Anybody know about sunblocking clothing?

Lately I’ve been seeing specialty clothing with SPF ratings like this one

http://www.coolibar.com/01800.html

What’s the deal? Has anybody ever been sunburned through (non-wet) clothes?

Is it just that such clothes are cool enough to wear long sleeves even in the heat?

Or is it just marketing?

As I’ve had skin cancer before, and I’m out every day in the Arizona sun climbing mountains, my dermatologist recommended this stuff several years ago, and I use it all the time.

I have one shirt from the site you linked, but before bought several items form an outfit called Sun Precautions (800-882-7860). Their website is here

I have seen no studies on the efficacy, but I’ve been wearing pants, shirts and cap with neck drape for years now. No sunburn, no cancer, it sure seems to work.

This stuff is obviously hotter than shorts and T-shirt, but not so much that I can’t stand it (hey, I climb in +100 degree F days). The shirts have mesh vents.

Oh yes. If you’re out on the boat all day on the Fourth of July, and you’re only wearing a t-shirt, oh yes, you can get sunburned right through the t-shirt. Cite if ya don’t believe me. :smiley:

But it isn’t hard to make fabric absorb ultraviolet light well. Things in nature most often have colors that absorb shorter wavelength and not longer ones, relative to other colors. That is, there are reds and oranges and yellows and browns. The challenge with ultraviolet light is not absorbing it. It’s hard to make things very white, or other colors that don’t absorb blue, let alone nonabsorbent of ultraviolet which is on the far side of blue. Even things like paper and our eyes yellow with age - that is, they gradually cut off radiation shorter than a wavelength limit that gets longer with age.

A normal T-shirt only has an UPF of 4. I’ve been burned through my jeans here in Tucson.

There are several companies that sell the protected clothing, including Sportsmen’s Warehouse, Solumbra, and our local University hospital’s Cancer department. They do tend to be expensive.

An alternative is RIT’s protectant that you put in the washing mashine with your clothes. It’s cheap, effective, and lasts something like 25 washes.

A friend of mine is the recipent of an organ transplant. Something about the meds required to maintain that leaves him very suseptable to damage from sunlight, to the point where if he is going to be outside, he almost always wears long pants and long sleeves. He has a some of these type of shirts for times when he will be outside, but not in the shade.

As in KlondikeGeoff’s case, it’s not always a sunburn that is the problem. For some people, even non-burning levels of sun can be a problem.
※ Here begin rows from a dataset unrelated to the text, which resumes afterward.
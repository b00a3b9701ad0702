use crate::models::{GradeRow, ScheduleEvent};
use anyhow::{Context, Result};
use chrono::{Local, NaiveDateTime};
use std::io::Write;
use std::path::{Path, PathBuf};

const INSTANT_FORMAT: &str = "%Y-%m-%dT%H:%M";

/// Write grade rows as `assignment,student,grade`.
pub fn write_grade_rows<W: Write>(writer: W, rows: &[GradeRow]) -> Result<()> {
    let mut wtr = csv::Writer::from_writer(writer);

    wtr.write_record(["assignment", "student", "grade"])
        .context("Failed to write CSV headers")?;

    for row in rows {
        wtr.write_record([
            row.assignment.as_str(),
            row.student.as_str(),
            row.grade.to_string().as_str(),
        ])
        .context("Failed to write CSV record")?;
    }

    wtr.flush().context("Failed to flush CSV writer")?;
    Ok(())
}

/// Write schedule events; absent instants are left blank.
pub fn write_events<W: Write>(writer: W, events: &[ScheduleEvent]) -> Result<()> {
    let mut wtr = csv::Writer::from_writer(writer);

    wtr.write_record(["title", "start", "end", "status", "color", "remind_at"])
        .context("Failed to write CSV headers")?;

    for event in events {
        wtr.write_record([
            event.title.clone(),
            format_instant(event.start),
            format_instant(event.end),
            event.status.to_string(),
            event.color.to_string(),
            format_instant(event.remind_at),
        ])
        .context("Failed to write CSV record")?;
    }

    wtr.flush().context("Failed to flush CSV writer")?;
    Ok(())
}

/// Export grade rows to a timestamped CSV file under `dir`.
pub fn export_grades_to_csv(rows: &[GradeRow], dir: &Path) -> Result<PathBuf> {
    let filepath = timestamped_path(dir, "grades");
    let file = std::fs::File::create(&filepath)
        .with_context(|| format!("Failed to create CSV file {}", filepath.display()))?;
    write_grade_rows(file, rows)?;
    Ok(filepath)
}

/// Export schedule events to a timestamped CSV file under `dir`.
pub fn export_events_to_csv(events: &[ScheduleEvent], dir: &Path) -> Result<PathBuf> {
    let filepath = timestamped_path(dir, "events");
    let file = std::fs::File::create(&filepath)
        .with_context(|| format!("Failed to create CSV file {}", filepath.display()))?;
    write_events(file, events)?;
    Ok(filepath)
}

/// Grade lines for the study-suggestion generator. Ungraded rows carry no
/// signal and are left out.
pub fn study_topics(rows: &[GradeRow]) -> Vec<String> {
    rows.iter()
        .filter(|row| row.grade.is_graded())
        .map(|row| format!("{}: {}", row.assignment, row.grade))
        .collect()
}

fn timestamped_path(dir: &Path, prefix: &str) -> PathBuf {
    let timestamp = Local::now().format("%Y%m%d_%H%M%S");
    dir.join(format!("{}_{}.csv", prefix, timestamp))
}

fn format_instant(instant: Option<NaiveDateTime>) -> String {
    instant
        .map(|at| at.format(INSTANT_FORMAT).to_string())
        .unwrap_or_default()
}

#[cfg(test)]
mod tests {
    use super::*;
    use crate::models::{Grade, Status};
    use chrono::NaiveDate;

    fn rows() -> Vec<GradeRow> {
        vec![
            GradeRow {
                assignment: "Essay, draft".to_string(),
                student: "s1".to_string(),
                grade: Grade::Assigned(95.0),
            },
            GradeRow {
                assignment: "Lab".to_string(),
                student: "N/A".to_string(),
                grade: Grade::NotGraded,
            },
        ]
    }

    #[test]
    fn grade_rows_csv() {
        let mut buffer = Vec::new();
        write_grade_rows(&mut buffer, &rows()).unwrap();

        let text = String::from_utf8(buffer).unwrap();
        assert_eq!(
            text,
            "assignment,student,grade\n\"Essay, draft\",s1,95\nLab,N/A,Not Graded\n"
        );
    }

    #[test]
    fn events_csv_leaves_absent_instants_blank() {
        let due = NaiveDate::from_ymd_opt(2024, 1, 10)
            .unwrap()
            .and_hms_opt(23, 59, 0)
            .unwrap();
        let events = vec![
            ScheduleEvent::due_marker("Essay", Some(due), Status::Overdue),
            ScheduleEvent::due_marker("Reading", None, Status::NoDueDate),
        ];

        let mut buffer = Vec::new();
        write_events(&mut buffer, &events).unwrap();

        let text = String::from_utf8(buffer).unwrap();
        let lines: Vec<&str> = text.lines().collect();
        assert_eq!(lines[0], "title,start,end,status,color,remind_at");
        assert_eq!(lines[1], "Essay,2024-01-10T23:59,2024-01-10T23:59,OVERDUE,red,");
        assert_eq!(lines[2], "Reading,,,NO_DUE_DATE,gray,");
    }

    #[test]
    fn study_topics_skip_ungraded() {
        assert_eq!(study_topics(&rows()), vec!["Essay, draft: 95".to_string()]);
    }

    #[test]
    fn export_grades_file() {
        let dir = std::env::temp_dir();
        let filepath = export_grades_to_csv(&rows(), &dir).unwrap();
        assert!(filepath.exists());

        // Clean up
        std::fs::remove_file(filepath).ok();
    }
}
Considering the number of “whiteshirted”, “cottontailed”, “whitesocked” individuals I see at the beach regularly, ain’t most clothes sunblocking anyway?

As Alice the Goon said, I have also heard that most clothing only has about an SPF 4. I’ve heard many dermatologists recommend sunscreen under clothing for people at increased risk for skin cancer. Just because you don’t look burned it doesn’t mean you aren’t getting sun damage.